U.S. high-speed air-to-surface anti-radiation missile

The AGM-88 HARM (High-speed Anti-Radiation Missile) is a tactical, air-to-surface anti-radiation missile designed to home in on electronic transmissions coming from surface-to-air radar systems. It was originally developed by Texas Instruments as a replacement for the AGM-45 Shrike and AGM-78 Standard ARM system. Production was later taken over by Raytheon Corporation when it purchased the defense production business of Texas Instruments.

==Description==
The AGM-88 can detect, attack and destroy a radar antenna or transmitter with minimal aircrew input. The proportional guidance system that homes in on enemy radar emissions has a fixed antenna and seeker head in the missile's nose. A smokeless, solid-propellant, booster-sustainer rocket motor propels the missile at speeds over Mach 2. The HARM was a missile program led by the U.S. Navy, and it was first carried by the A-6E, A-7, and F/A-18A/B aircraft, and then it equipped the EA-6B and EA-18G dedicated electronic attack aircraft. RDT&E for use on the F-14 aircraft was begun, but not completed. The U.S. Air Force (USAF) put the HARM onto the F-4G Wild Weasel aircraft, and later on specialized F-16s equipped with the HARM Targeting System (HTS). The missile has three operational modes: Pre-Briefed (PB), Target of Opportunity (TOO) and Self-Protect (SP). The HTS pod, used by the USAF only, allows F-16s to detect and automatically target radar systems with HARMs instead of relying on the missile's sensors alone.

==History==

===Deployment===

====United States====
The HARM missile was approved for full production in March 1983, obtained initial operating capability (IOC) on the A-7E Corsair II in late 1983 and then deployed in late 1985 with VA-46 aboard the aircraft carrier . In 1986, the first successful firing of the HARM from an EA-6B was performed by VAQ-131. It was soon used in combat—in March 1986 against a Libyan S-200 surface to air missiles site in the Gulf of Sidra, and then during Operation Eldorado Canyon in April.

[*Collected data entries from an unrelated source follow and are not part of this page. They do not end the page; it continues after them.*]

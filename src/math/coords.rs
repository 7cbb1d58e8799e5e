//! Spherical/Cartesian conversions and fixed-axis rotations.
//!
//! Angles follow the physics convention: `th` is the polar angle measured from
//! +z, `phi` the azimuth measured from +x towards +y.

use nalgebra::{Rotation3, Vector3};

/// Radius substituted for the origin so polar angles stay finite.
const ORIGIN_RADIUS: f64 = 1e-9;

/// A point in spherical coordinates.
#[derive(Debug, Clone, Copy, PartialEq)]
pub struct Spherical {
    pub r: f64,
    pub th: f64,
    pub phi: f64,
}

impl Spherical {
    pub fn new(r: f64, th: f64, phi: f64) -> Self {
        Self { r, th, phi }
    }

    pub fn to_cartesian(self) -> Vector3<f64> {
        sph2cart(self.r, self.th, self.phi)
    }
}

pub fn sph2cart(r: f64, th: f64, phi: f64) -> Vector3<f64> {
    let (sin_th, cos_th) = th.sin_cos();
    let (sin_phi, cos_phi) = phi.sin_cos();
    Vector3::new(r * sin_th * cos_phi, r * sin_th * sin_phi, r * cos_th)
}

/// Cartesian to spherical. The origin maps to `r = 1e-9`, `th = π/2`.
pub fn cart2sph(v: &Vector3<f64>) -> Spherical {
    let mut r = v.norm();
    if r == 0.0 {
        r = ORIGIN_RADIUS;
    }
    let th = (v.z / r).clamp(-1.0, 1.0).acos();
    let phi = v.y.atan2(v.x);
    Spherical { r, th, phi }
}

/// Rotation `Rz(ang_xy) · Ry(ang_zx) · Rx(ang_yz)`.
///
/// `ang_xy` turns within the xy plane (about z), `ang_yz` within the yz plane
/// (about x) and `ang_zx` within the zx plane (about y).
pub fn axis_rotation(ang_xy: f64, ang_yz: f64, ang_zx: f64) -> Rotation3<f64> {
    Rotation3::from_euler_angles(ang_yz, ang_zx, ang_xy)
}

/// Apply [`axis_rotation`] to a single vector.
pub fn cart_rot(v: &Vector3<f64>, ang_xy: f64, ang_yz: f64, ang_zx: f64) -> Vector3<f64> {
    axis_rotation(ang_xy, ang_yz, ang_zx) * v
}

HARM was used extensively by the Navy, Marine Corps, and the Air Force in Operation Desert Storm during the Persian Gulf War of 1991.
During the Gulf War, the HARM was involved in a friendly fire incident when the pilot of an F-4G Wild Weasel escorting a B-52G bomber mistook the latter's tail gun radar for an Iraqi AAA site—this was after the tail gunner of the B-52 had targeted the F-4G, mistaking it for an Iraqi MiG. The F-4 pilot launched the missile and then saw that the target was the B-52, which was hit. It survived with shrapnel damage to the tail and no casualties. The B-52 (serial number 58-0248) was subsequently renamed In HARM's Way.

"Magnum" is spoken over the radio to announce the launch of an AGM-88. During the Gulf War, if an aircraft was illuminated by enemy radar a bogus "Magnum" call on the radio was often enough to convince the operators to power down. This technique would also be employed in Yugoslavia during air operations in 1999. On 28 April 1999, during this campaign, an early variant of the AGM-88, after being fired in self defense mode by a NATO jet, lost its radio frequency track as the Serbian air defense radar was turned off, hitting a house in the Gorna Banya district of the Bulgarian capital, Sofia, causing damages, but no casualties.

During the 1990s and early 2000s and during the initial weeks of the operation Iraqi Freedom, the HARM was used to enforce the Iraqi No-Fly-Zones, degrading the Iraqi air defenses trying to engage US and allied patrolling aircraft.
During the opening days of Operation Iraqi Freedom, deconflicting US Army Patriot batteries and allied aircraft routes turned out being more difficult than expected, resulting in three major friendly fire incidents: in one of them, on March 24, 2003, a USAF F-16CJ Fighting Falcon fired an AGM-88 HARM at a Patriot missile battery after the Patriot's radar had locked onto and prepared to fire at the aircraft, causing the pilot to mistake it for an Iraqi surface-to-air missile system because the aircraft was in air combat operations and was on its way to a mission near Baghdad. The HARM damaged the Patriot's radar system with no casualties.

Starting in March 2011, during Operation Unified Protector against Libya, US Navy EA-18Gs had their combat debut using HARMs against Libyan air defenses together with USAF F-16CJs and Italian Tornadoes.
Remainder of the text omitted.